In mathematics, a Hadamard matrix, named after the French mathematician Jacques Hadamard, is a square matrix whose entries are either +1 or −1 and whose rows are mutually orthogonal. In geometric terms, this means that each pair of rows in a Hadamard matrix represents two perpendicular vectors, while in combinatorial terms, it means that each pair of rows has matching entries in exactly half of their columns and mismatched entries in the remaining columns. It is a consequence of this definition that the corresponding properties hold for columns as well as rows.

The n-dimensional parallelotope spanned by the rows of an n × n Hadamard matrix has the maximum possible n-dimensional volume among parallelotopes spanned by vectors whose entries are bounded in absolute value by 1. Equivalently, a Hadamard matrix has maximal determinant among matrices with entries of absolute value less than or equal to 1 and so is an extremal solution of Hadamard's maximal determinant problem.

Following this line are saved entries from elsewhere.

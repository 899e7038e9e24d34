//! Column value decoding
//!
//! Raw cell values are opaque bytes written with HBase's `Bytes` encoding:
//! big-endian integers, big-endian IEEE-754 floats and UTF-8 text. The
//! declared [`ColumnType`] picks the decoder. A small table of name-keyed
//! overrides sits on top of the type-driven decoders; by default it renders
//! the `logged_at` column as a local date-time.

use crate::domain::{ColumnSpec, ColumnType, DecodeError};
use chrono::{Local, TimeZone};
use std::collections::HashMap;
use std::fmt;

/// Column rendered as a local timestamp instead of a bare integer
pub const LOGGED_AT_COLUMN: &str = "logged_at";

/// Output format of [`format_local_timestamp`]
pub const TIMESTAMP_FORMAT: &str = "%Y-%m-%d %H:%M:%S";

/// Renders a decoded `long` for one specific column
pub type LongRenderer = fn(column: &str, value: i64) -> Result<String, DecodeError>;

/// Type-driven decoder with per-column overrides for `long` values
#[derive(Clone)]
pub struct ColumnCodec {
    long_overrides: HashMap<String, LongRenderer>,
}

impl ColumnCodec {
    /// Codec with the standard overrides (`logged_at` as local time)
    pub fn new() -> Self {
        Self::without_overrides().with_long_override(LOGGED_AT_COLUMN, render_local_timestamp)
    }

    /// Purely type-driven codec
    pub fn without_overrides() -> Self {
        Self {
            long_overrides: HashMap::new(),
        }
    }

    /// Register a renderer for present `long` values of `column`
    pub fn with_long_override(mut self, column: impl Into<String>, renderer: LongRenderer) -> Self {
        self.long_overrides.insert(column.into(), renderer);
        self
    }

    /// Decode one raw value into its display text
    ///
    /// Absent values never fail: numeric types yield their zero text and
    /// textual types an empty string. Overrides only apply to present
    /// values.
    ///
    /// # Errors
    ///
    /// Returns [`DecodeError`] when a present numeric value has the wrong
    /// width or an override cannot render it.
    pub fn decode(&self, spec: &ColumnSpec, raw: Option<&[u8]>) -> Result<String, DecodeError> {
        let Some(bytes) = raw else {
            return Ok(default_text(&spec.column_type).to_string());
        };

        match spec.column_type {
            ColumnType::Long => {
                let value = i64::from_be_bytes(fixed_width(spec, "long", bytes)?);
                match self.long_overrides.get(&spec.name) {
                    Some(render) => render(&spec.name, value),
                    None => Ok(value.to_string()),
                }
            }
            ColumnType::Float => {
                let value = f32::from_be_bytes(fixed_width(spec, "float", bytes)?);
                Ok(float_text(value))
            }
            ColumnType::Double => {
                let value = f64::from_be_bytes(fixed_width(spec, "double", bytes)?);
                Ok(float_text(value))
            }
            ColumnType::String | ColumnType::Unrecognized(_) => {
                Ok(String::from_utf8_lossy(bytes).into_owned())
            }
        }
    }
}

impl fmt::Debug for ColumnCodec {
    fn fmt(&self, f: &mut fmt::Formatter<'_>) -> fmt::Result {
        let mut overridden: Vec<_> = self.long_overrides.keys().collect();
        overridden.sort();
        f.debug_struct("ColumnCodec")
            .field("long_overrides", &overridden)
            .finish()
    }
}

impl Default for ColumnCodec {
    fn default() -> Self {
        Self::new()
    }
}

/// Text written for an absent value
pub fn default_text(column_type: &ColumnType) -> &'static str {
    match column_type {
        ColumnType::Long => "0",
        ColumnType::Float | ColumnType::Double => "0.0",
        ColumnType::String | ColumnType::Unrecognized(_) => "",
    }
}

/// Shortest round-trip digits in `Float.toString`/`Double.toString` notation
///
/// Magnitudes in `[1e-3, 1e7)` are written plainly; anything else as
/// `<mantissa>E<exponent>` with at least one fractional digit.
fn float_text<T>(value: T) -> String
where
    T: Copy + Into<f64> + fmt::Debug + fmt::LowerExp,
{
    let wide: f64 = value.into();
    if wide.is_nan() {
        return "NaN".to_string();
    }
    if wide.is_infinite() {
        return if wide > 0.0 { "Infinity" } else { "-Infinity" }.to_string();
    }

    let magnitude = wide.abs();
    if magnitude == 0.0 || (1e-3..1e7).contains(&magnitude) {
        return format!("{value:?}");
    }

    let scientific = format!("{value:e}");
    match scientific.split_once('e') {
        Some((mantissa, exponent)) if mantissa.contains('.') => format!("{mantissa}E{exponent}"),
        Some((mantissa, exponent)) => format!("{mantissa}.0E{exponent}"),
        None => scientific,
    }
}

fn fixed_width<const N: usize>(
    spec: &ColumnSpec,
    type_name: &'static str,
    bytes: &[u8],
) -> Result<[u8; N], DecodeError> {
    bytes.try_into().map_err(|_| DecodeError::InvalidLength {
        column: spec.name.clone(),
        type_name,
        expected: N,
        actual: bytes.len(),
    })
}

/// Format Unix seconds as `yyyy-MM-dd HH:mm:ss` in the system time zone
///
/// Returns `None` when the instant is outside chrono's representable range.
pub fn format_local_timestamp(seconds: i64) -> Option<String> {
    Local
        .timestamp_opt(seconds, 0)
        .earliest()
        .map(|dt| dt.format(TIMESTAMP_FORMAT).to_string())
}

fn render_local_timestamp(column: &str, value: i64) -> Result<String, DecodeError> {
    format_local_timestamp(value).ok_or_else(|| DecodeError::TimestampOutOfRange {
        column: column.to_string(),
        value,
    })
}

Certain Hadamard matrices can almost directly be used as an error-correcting code using a Hadamard code (generalized in Reed–Muller codes), and are also used in balanced repeated replication (BRR), used by statisticians to estimate the variance of a parameter estimator.

==Properties==
Let H be a Hadamard matrix of order n. The transpose of H is closely related to its inverse. In fact:

 $H H^\textsf{T} = n I_n$

where I_{n} is the n × n identity matrix and H^{T} is the transpose of H. To see that this is true, notice that the rows of H are all orthogonal vectors over the field of real numbers and each have length $\sqrt{n}\,.$ Dividing H through by this length gives an orthogonal matrix whose transpose is thus its inverse:

 $\frac{1}{\sqrt{n}} H^\textsf{T} = \sqrt{n} H^{-1}$

Multiplying by the length again gives the equality above. As a result,

 $\operatorname{det}(H) = \pm\, n^{n/2},$

where det(H) is the determinant of H.

Suppose that M is a complex matrix of order n, whose entries are bounded by |M_{ij}| ≤ 1, for each i, j between 1 and n. Then Hadamard's determinant bound states that

 $|\operatorname{det}(M)| \leq n^{n/2}.$

Equality in this bound is attained for a real matrix M if and only if M is a Hadamard matrix.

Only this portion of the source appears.